The graffiti-splattered Berlin Wall also serves as a metaphor for the gulf between the temporal and the spiritual worlds. The tug-of-war between body and spirit continues throughout the film, often slyly and humorously. At the heart of it all is the love story of Damiel and Marion, a lonely young trapeze artist in a French circus show. Damiel is willing to forgo his wings to achieve the pleasure that he lacks in his spiritual realm. But in Marion’s mind it is the “absence of pleasure” in her earthly life that weighs her down. She takes to the trapeze because she wants to fly above her sadness. The angels look weary and slightly weathered in their drab trenchcoats, thick scarves and ponytails; however, Marion appears elegant, almost otherworldly in her faux wings and wind-tossed hair. Humans see the world in color; the angels see reality in black and white. But it is a gorgeous black and white, a luminous palette of grays shot by the eighty-year-old Alekan, best known for his work on Jean Cocteau’s Beauty and the Beast. (Wenders called this 1946 French classic the “most beautiful black-and-white film ever made.”) During a visit to the library the angel Cassiel consoles an old man named Homer—a gentle, hunched man who evokes both the immanence of death and the undying voice of the ancient storyteller. Handke’s monologues are elevated and stylized, an effort to convey human aspirations for the eternal and the good. By contrast, we also hear the down-to-earth musings of Peter Falk, the actor best known for his disheveled detective on the Columbo TV series, a big hit in Germany. Falk appears as himself—an actor in town to make a war movie—and he provides some comic relief, at least until he delivers the film’s most telling line. In the end the Wall may still divide Berlin, but Wenders is still striving to transcend the division between body and spirit.

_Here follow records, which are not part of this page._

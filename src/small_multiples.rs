// Small multiples: split rows by one field and compile one chart per split value

use serde::{Deserialize, Serialize};
use std::collections::HashMap;

use crate::binding::VisualDataBinding;
use crate::compiler::compile;
use crate::config::{SmallMultiplesOptions, VisualConfig};
use crate::data::{RawRow, Value};
use crate::ir::{GridLayout, PanelSpec, SmallMultiplesSpec};
use crate::shape::shape;

#[derive(Debug, Clone, PartialEq, Serialize, Deserialize)]
#[serde(rename_all = "camelCase")]
pub struct SmallMultipleConfig {
    pub split_by: String,
    pub columns: usize,
    pub max_rows: usize,
    pub show_title: bool,
}

impl SmallMultipleConfig {
    pub fn new(split_by: impl Into<String>, options: &SmallMultiplesOptions) -> Self {
        Self {
            split_by: split_by.into(),
            columns: options.columns,
            max_rows: options.max_rows,
            show_title: options.show_title,
        }
    }
}

/// Rows sharing one split value
#[derive(Debug, Clone, PartialEq, Serialize)]
#[serde(rename_all = "camelCase")]
pub struct Partition {
    pub key: Value,
    pub label: String,
    pub rows: Vec<RawRow>,
}

#[derive(Debug, Clone, PartialEq, Serialize)]
#[serde(rename_all = "camelCase")]
pub struct SmallMultiplesResult {
    pub partitions: Vec<Partition>,
    pub layout: GridLayout,
}

/// Split `rows` by `config.split_by`.
///
/// Partitions keep first-seen order. The grid is `min(columns, n)` wide and
/// at most `max_rows` tall; partitions that do not fit are dropped from the end.
pub fn partition(rows: &[RawRow], config: &SmallMultipleConfig) -> SmallMultiplesResult {
    // 1. Group by split value
    let mut index: HashMap<&Value, usize> = HashMap::new();
    let mut partitions: Vec<Partition> = Vec::new();
    for row in rows {
        let key = row.get(&config.split_by);
        let slot = *index.entry(key).or_insert_with(|| {
            partitions.push(Partition {
                key: key.clone(),
                label: key.display(),
                rows: Vec::new(),
            });
            partitions.len() - 1
        });
        partitions[slot].rows.push(row.clone());
    }

    // 2. Layout
    let layout = calculate_grid_dimensions(partitions.len(), config.columns, config.max_rows);
    let capacity = layout.columns * layout.rows;
    if partitions.len() > capacity {
        log::debug!(
            "Small multiples on '{}': keeping {} of {} partitions",
            config.split_by,
            capacity,
            partitions.len()
        );
        partitions.truncate(capacity);
    }

    SmallMultiplesResult { partitions, layout }
}

/// Grid for `n_panels`; `columns` and `max_rows` below 1 count as 1
pub fn calculate_grid_dimensions(n_panels: usize, columns: usize, max_rows: usize) -> GridLayout {
    if n_panels == 0 {
        return GridLayout { columns: 0, rows: 0 };
    }
    let columns = columns.max(1).min(n_panels);
    let rows = n_panels.div_ceil(columns).min(max_rows.max(1));
    GridLayout { columns, rows }
}

/// Partition `rows` and compile each partition with the parent binding minus the split field
pub fn compile_small_multiples(
    visual_type: &str,
    rows: &[RawRow],
    binding: &VisualDataBinding,
    config: &VisualConfig,
    split: &SmallMultipleConfig,
) -> SmallMultiplesSpec {
    let result = partition(rows, split);
    let panel_binding = binding.without_field(&split.split_by);

    let panels = result
        .partitions
        .into_iter()
        .map(|p| {
            let mut panel_config = config.clone();
            if split.show_title {
                panel_config.title.show = true;
                panel_config.title.text = Some(p.label.clone());
            } else {
                panel_config.title.show = false;
            }
            let shaped = shape(&p.rows, &panel_binding);
            PanelSpec {
                spec: compile(visual_type, &shaped, &panel_config),
                key: p.key,
                label: p.label,
            }
        })
        .collect();

    SmallMultiplesSpec {
        layout: result.layout,
        panels,
    }
}
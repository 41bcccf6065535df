// Funnels: stages in group order, each relative to the first stage

use super::{percent_of, CompileContext, FamilyCompiler};
use crate::ir::{ChartSpec, SeriesSpec};
use crate::schema::Role;

pub struct FunnelCompiler;

impl FamilyCompiler for FunnelCompiler {
    fn compile(&self, ctx: &CompileContext<'_>) -> ChartSpec {
        let stages = ctx.distinct(Role::Category);
        let labels = stages.labels();
        let mut data = vec![0.0; stages.len()];
        for datum in ctx.shaped {
            if let Some(i) = stages.position(datum.dimension(Role::Category)) {
                data[i] += datum.value();
            }
        }
        let first = data.first().copied().unwrap_or(0.0);
        let percentages = data.iter().map(|v| percent_of(*v, first)).collect();

        let name = ctx
            .measure_labels(Role::Values)
            .first()
            .map_or_else(|| "Value".to_string(), |s| s.to_string());
        let mut series = SeriesSpec::new(name, data, ctx.palette.color_at(0));
        series.labels = labels.clone();
        series.percentages = percentages;

        let mut spec = ChartSpec::new(ctx.entry.kind);
        spec.category_colors = ctx.palette.assign(labels.len());
        spec.series = vec![series];
        spec
    }
}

After a few false starts preparing for careers in medicine, art, and the priesthood, Wim Wenders settled into a job in the Düsseldorf office of United Artists. As a young director, he first won attention with The Goalkeeper’s Fear of the Penalty Kick, an adaptation of a novel by Peter Handke. In 1977, at the age of 32, his work caught the eye of Francis Ford Coppola, who lured him to the United States. Returning to Germany eight years later, Wenders began a long run as the leader of the European Film Academy, and today he and his wife divide their time between Berlin and Los Angeles. The recipient of an honorary doctorate in divinity from the University of Fribourg in Switzerland, Wenders fills his works with religious overtones. As film historian Anton Kaes writes, all of Wenders’s movies “revolve around the power of the image, the difficulties of storytelling, and the vicissitudes of perception.” Wings of Desire is a “post-modern text” that “radicalizes tensions present in Wenders’s other films, between space and time, image and narration, aesthetics and ethics, history and identity, desire and action.”